A faixa etária mais vitimada durante intervenções policiais é a de 21 anos no estado onde a expectativa de vida é de 74 anos e está a maior concentração de centenários do Brasil, segundo o Instituto Brasileiro de Geografia e Estatística. 251 homens de 21 anos morreram na Bahia de janeiro de 2021 a junho deste ano. 615 pessoas nem tinham completado 20 anos quando morreram nessas operações: 58 tinham idades entre 13 e 15 anos. Como as estatísticas só consideram os casos em que houve resistência, não constam nos números as mortes de crianças. Em julho deste ano, Gabriel, 10, morreu enquanto brincava na frente de casa, vítima de uma bala perdida, em Lauro de Freitas, na Região Metropolitana de Salvador. A família acusa a PM pela morte dele.]

Mortes de policiais. Crédito: Dados da SSP, em gráfico de Quintino Andrade, do CORREIO
Desde 2021, 41 PMs foram mortos. Um deles era o subtenente Alberto Santos, 51. A mãe dele, Maria do Carmo, já havia enterrado um filho PM. Em setembro do ano passado, ela se despediu de Alberto, morto durante uma operação policial no sul da Bahia. A SSP, na época, informou que houve tiroteio com criminosos e dois policiais, de folga, foram atingidos. O PM sobrevivente contesta essa versão. Cinco PMs envolvidos foram afastados do serviço pela Justiça. A morte mais recente de um agente foi a do policial federal Lucas Caribé, em setembro, durante operação em Valéria.

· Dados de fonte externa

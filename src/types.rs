//! Value types shared by the session, the dispatcher and every provider.

use std::fmt;
use std::hash::{Hash, Hasher};
use std::str::FromStr;

use crate::error::SessionError;

// ── DeviceRecord ──────────────────────────────────────────────────────────────

/// A headset seen during discovery.
///
/// Records are immutable once created.  Two records describe the same device
/// when their `address` matches, regardless of the advertised name (names
/// can change between advertisements, addresses cannot).
#[derive(Debug, Clone, Eq)]
pub struct DeviceRecord {
    /// Advertised device name (e.g. `"Muse-AB12"`).
    pub name: String,
    /// Platform link identifier.
    /// • macOS / Windows: a UUID string
    /// • Linux: a Bluetooth MAC address (`AA:BB:CC:DD:EE:FF`)
    pub address: String,
}

impl DeviceRecord {
    pub fn new(name: impl Into<String>, address: impl Into<String>) -> Self {
        Self {
            name: name.into(),
            address: address.into(),
        }
    }

    /// Best-effort hardware model guess from the advertised name.
    pub fn model(&self) -> DeviceModel {
        DeviceModel::from_name(&self.name)
    }
}

impl PartialEq for DeviceRecord {
    fn eq(&self, other: &Self) -> bool {
        self.address == other.address
    }
}

impl Hash for DeviceRecord {
    fn hash<H: Hasher>(&self, state: &mut H) {
        self.address.hash(state);
    }
}

impl fmt::Display for DeviceRecord {
    fn fmt(&self, f: &mut fmt::Formatter<'_>) -> fmt::Result {
        write!(f, "{} [{}]", self.name, self.address)
    }
}

/// Headset generation, inferred from the advertised name.
///
/// | Model | Matches (case-insensitive) | Label |
/// |---|---|---|
/// | `MuseS` | `muse s`, `muse-s` | `muse_s_athena` |
/// | `Muse2` | `muse 2`, `muse-2` | `muse_2` |
/// | `Muse2016` | anything else | `muse_2016` |
#[derive(Debug, Clone, Copy, PartialEq, Eq, Hash)]
pub enum DeviceModel {
    MuseS,
    Muse2,
    Muse2016,
}

impl DeviceModel {
    pub fn from_name(name: &str) -> Self {
        let lower = name.to_lowercase();
        if lower.contains("muse s") || lower.contains("muse-s") {
            DeviceModel::MuseS
        } else if lower.contains("muse 2") || lower.contains("muse-2") {
            DeviceModel::Muse2
        } else {
            DeviceModel::Muse2016
        }
    }

    pub fn label(&self) -> &'static str {
        match self {
            DeviceModel::MuseS => "muse_s_athena",
            DeviceModel::Muse2 => "muse_2",
            DeviceModel::Muse2016 => "muse_2016",
        }
    }
}

// ── ConnectionState ───────────────────────────────────────────────────────────

/// Lifecycle state of a session.
///
/// ```text
/// Idle ──▶ Scanning ──▶ Connecting ──▶ Connected ◀──▶ Streaming
///                           │              │              │
///                           ▼              ▼              ▼
///                         Failed      Disconnecting ──▶ Disconnected
/// ```
///
/// `Disconnected` and `Failed` lead back to `Scanning` (or `Idle` via
/// `reset`).  Only the session worker ever changes the live state.  The
/// string label of each variant is stable and safe to show or persist.
#[derive(Debug, Clone, Copy, PartialEq, Eq, Hash)]
pub enum ConnectionState {
    Idle,
    Scanning,
    Connecting,
    Connected,
    Streaming,
    Disconnecting,
    Disconnected,
    Failed,
}

impl ConnectionState {
    pub const ALL: [ConnectionState; 8] = [
        ConnectionState::Idle,
        ConnectionState::Scanning,
        ConnectionState::Connecting,
        ConnectionState::Connected,
        ConnectionState::Streaming,
        ConnectionState::Disconnecting,
        ConnectionState::Disconnected,
        ConnectionState::Failed,
    ];

    pub fn label(&self) -> &'static str {
        match self {
            ConnectionState::Idle => "idle",
            ConnectionState::Scanning => "scanning",
            ConnectionState::Connecting => "connecting",
            ConnectionState::Connected => "connected",
            ConnectionState::Streaming => "streaming",
            ConnectionState::Disconnecting => "disconnecting",
            ConnectionState::Disconnected => "disconnected",
            ConnectionState::Failed => "failed",
        }
    }

    /// `true` while a radio link to a device exists or is being negotiated.
    pub fn has_link(&self) -> bool {
        matches!(
            self,
            ConnectionState::Connecting
                | ConnectionState::Connected
                | ConnectionState::Streaming
                | ConnectionState::Disconnecting
        )
    }
}

impl fmt::Display for ConnectionState {
    fn fmt(&self, f: &mut fmt::Formatter<'_>) -> fmt::Result {
        f.write_str(self.label())
    }
}

impl FromStr for ConnectionState {
    type Err = SessionError;

    fn from_str(s: &str) -> Result<Self, Self::Err> {
        ConnectionState::ALL
            .into_iter()
            .find(|state| state.label().eq_ignore_ascii_case(s.trim()))
            .ok_or_else(|| SessionError::UnknownLabel(s.to_owned()))
    }
}

// ── StreamType ────────────────────────────────────────────────────────────────

/// Kind of data carried by a [`Sample`].
///
/// | Variant | Label | Default arity |
/// |---|---|---|
/// | `Eeg` | `EEG` | 4 (5 with AUX) |
/// | `Accelerometer` | `ACC` | 3 |
/// | `Gyroscope` | `GYRO` | 3 |
/// | `Ppg` | `PPG` | 3 |
/// | `Battery` | `BATTERY` | 1 |
#[derive(Debug, Clone, Copy, PartialEq, Eq, Hash)]
pub enum StreamType {
    Eeg,
    Accelerometer,
    Gyroscope,
    Ppg,
    Battery,
}

impl StreamType {
    pub const ALL: [StreamType; 5] = [
        StreamType::Eeg,
        StreamType::Accelerometer,
        StreamType::Gyroscope,
        StreamType::Ppg,
        StreamType::Battery,
    ];

    pub fn label(&self) -> &'static str {
        match self {
            StreamType::Eeg => "EEG",
            StreamType::Accelerometer => "ACC",
            StreamType::Gyroscope => "GYRO",
            StreamType::Ppg => "PPG",
            StreamType::Battery => "BATTERY",
        }
    }
}

impl fmt::Display for StreamType {
    fn fmt(&self, f: &mut fmt::Formatter<'_>) -> fmt::Result {
        f.write_str(self.label())
    }
}

impl FromStr for StreamType {
    type Err = SessionError;

    fn from_str(s: &str) -> Result<Self, Self::Err> {
        StreamType::ALL
            .into_iter()
            .find(|stream| stream.label().eq_ignore_ascii_case(s.trim()))
            .ok_or_else(|| SessionError::UnknownLabel(s.to_owned()))
    }
}

// ── Samples ───────────────────────────────────────────────────────────────────

/// A frame as handed over by the radio link provider, before validation.
///
/// The stream label is free-form text from the transport (`"EEG"`, `"ACC"`,
/// …).  [`crate::parse::decode_sample`] turns it into a typed [`Sample`].
#[derive(Debug, Clone, PartialEq)]
pub struct RawPacket {
    pub stream: String,
    /// Milliseconds; the provider decides whether this is wall-clock or monotonic.
    pub timestamp: f64,
    pub values: Vec<f64>,
}

impl RawPacket {
    pub fn new(stream: impl Into<String>, timestamp: f64, values: Vec<f64>) -> Self {
        Self {
            stream: stream.into(),
            timestamp,
            values,
        }
    }
}

/// One decoded, timestamped reading across all channels of a stream.
#[derive(Debug, Clone, PartialEq)]
pub struct Sample {
    /// One value per channel, in the stream's channel order
    /// (EEG: `[TP9, AF7, AF8, TP10(, AUX)]`, IMU: `[x, y, z]`).
    pub values: Vec<f64>,
    /// Milliseconds, copied from the provider frame.
    pub timestamp: f64,
    pub stream: StreamType,
}

// ── State changes ─────────────────────────────────────────────────────────────

/// Why a transition happened.
#[derive(Debug, Clone, PartialEq, Eq)]
pub enum TransitionReason {
    /// A caller command.
    Requested,
    /// The link dropped without being asked to (power-off, out of range).
    Unexpected,
    /// The connect attempt got no answer within the configured timeout.
    Timeout,
    /// The provider reported an error.
    ProviderError(String),
    /// Teardown was not confirmed within the grace period; forced.
    GraceElapsed,
    /// A scan ran for its configured duration without being stopped.
    ScanTimeout,
}

impl fmt::Display for TransitionReason {
    fn fmt(&self, f: &mut fmt::Formatter<'_>) -> fmt::Result {
        match self {
            TransitionReason::Requested => f.write_str("requested"),
            TransitionReason::Unexpected => f.write_str("unexpected"),
            TransitionReason::Timeout => f.write_str("timeout"),
            TransitionReason::ProviderError(msg) => write!(f, "provider error: {msg}"),
            TransitionReason::GraceElapsed => f.write_str("grace period elapsed"),
            TransitionReason::ScanTimeout => f.write_str("scan timeout"),
        }
    }
}

/// A committed transition, as observed by connection listeners.
#[derive(Debug, Clone, PartialEq)]
pub struct StateChange {
    pub previous: ConnectionState,
    pub state: ConnectionState,
    /// The device the session is (or was last) bound to.
    pub device: Option<DeviceRecord>,
    pub reason: Option<TransitionReason>,
}

impl StateChange {
    /// `true` for a link that dropped without a caller request.
    pub fn is_unexpected(&self) -> bool {
        self.reason == Some(TransitionReason::Unexpected)
    }

    /// The failure this transition reports, if any.
    ///
    /// `timeout` is only used to fill in [`SessionError::ConnectionTimeout`].
    pub fn error(&self, timeout: std::time::Duration) -> Option<SessionError> {
        let address = self
            .device
            .as_ref()
            .map(|d| d.address.clone())
            .unwrap_or_default();
        match (&self.state, &self.reason) {
            (ConnectionState::Failed, Some(TransitionReason::Timeout)) => {
                Some(SessionError::ConnectionTimeout { address, timeout })
            }
            (ConnectionState::Failed, Some(TransitionReason::ProviderError(reason))) => {
                Some(SessionError::ConnectionFailed {
                    address,
                    reason: reason.clone(),
                })
            }
            (ConnectionState::Failed, _) => Some(SessionError::ConnectionFailed {
                address,
                reason: "unknown".into(),
            }),
            (ConnectionState::Disconnected, Some(TransitionReason::Unexpected)) => {
                Some(SessionError::UnexpectedDisconnect { address })
            }
            _ => None,
        }
    }
}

Homens são 99% dos mortos em intervenções do Estado
Homens são a maioria dos mortos em intervenções de agentes do Estado. Crédito: Dados da SSP, em gráfico de Quintino Andrade, do CORREIO
Os homens negros são 83% dos mortos em intervenções policiais na Bahia. "Esse perfil se repete em outras cidades. São jovens, negros, moradores de favelas. Creio que essas estatísticas devem representar apenas a divisão do engajamento no tráfico de drogas, que são majoritariamente homens e jovens", explica Renato Dirk. Das pessoas mortas, 10 (0,2% do total de 3.560) eram mulheres. Uma era Catimile Bonfim, que chegava a uma igreja evangélica no bairro de Brotas, com o filho de cinco anos, quando foi atingida por sete disparos. Era setembro de 2022. À época, a Polícia Militar informou que policiais foram atacados a tiros por criminosos na região do Brongo e revidaram. Ao fim dos disparos, a equipe encontrou Catimile e o filho – ela já estava morta.

6h: o horário com maior concentração de mortes em intervenções
Horários das operações. Crédito: Dados da SSP, em gráfico de Quintino Andrade, do CORREIO
As mortes em operações policiais na Bahia estão concentradas entre o meio-dia e o fim da noite - até 23h59. Foram 2.011 mortes nesse intervalo - a maioria delas (197) registradas às 17h. Mas o horário com mais mortes registradas em intervenções do Estado foi às 6h: 231 pessoas morreram neste horário - ou próximo dele. Sobre o horário das operações, a PM respondeu que elas acontecem por demanda, patrulhamento ou depois de investigação. "Chamam atenção os horários, mas talvez seja muito mais questão da hora dos registros. A gente, quando analisa dados, espera que sejam espelhos da realidade, mas muitas vezes essas produções acabam seguindo os caminhos mais fáceis de registro", explica Pablo Nunes, da Rede de Observatório da Segurança.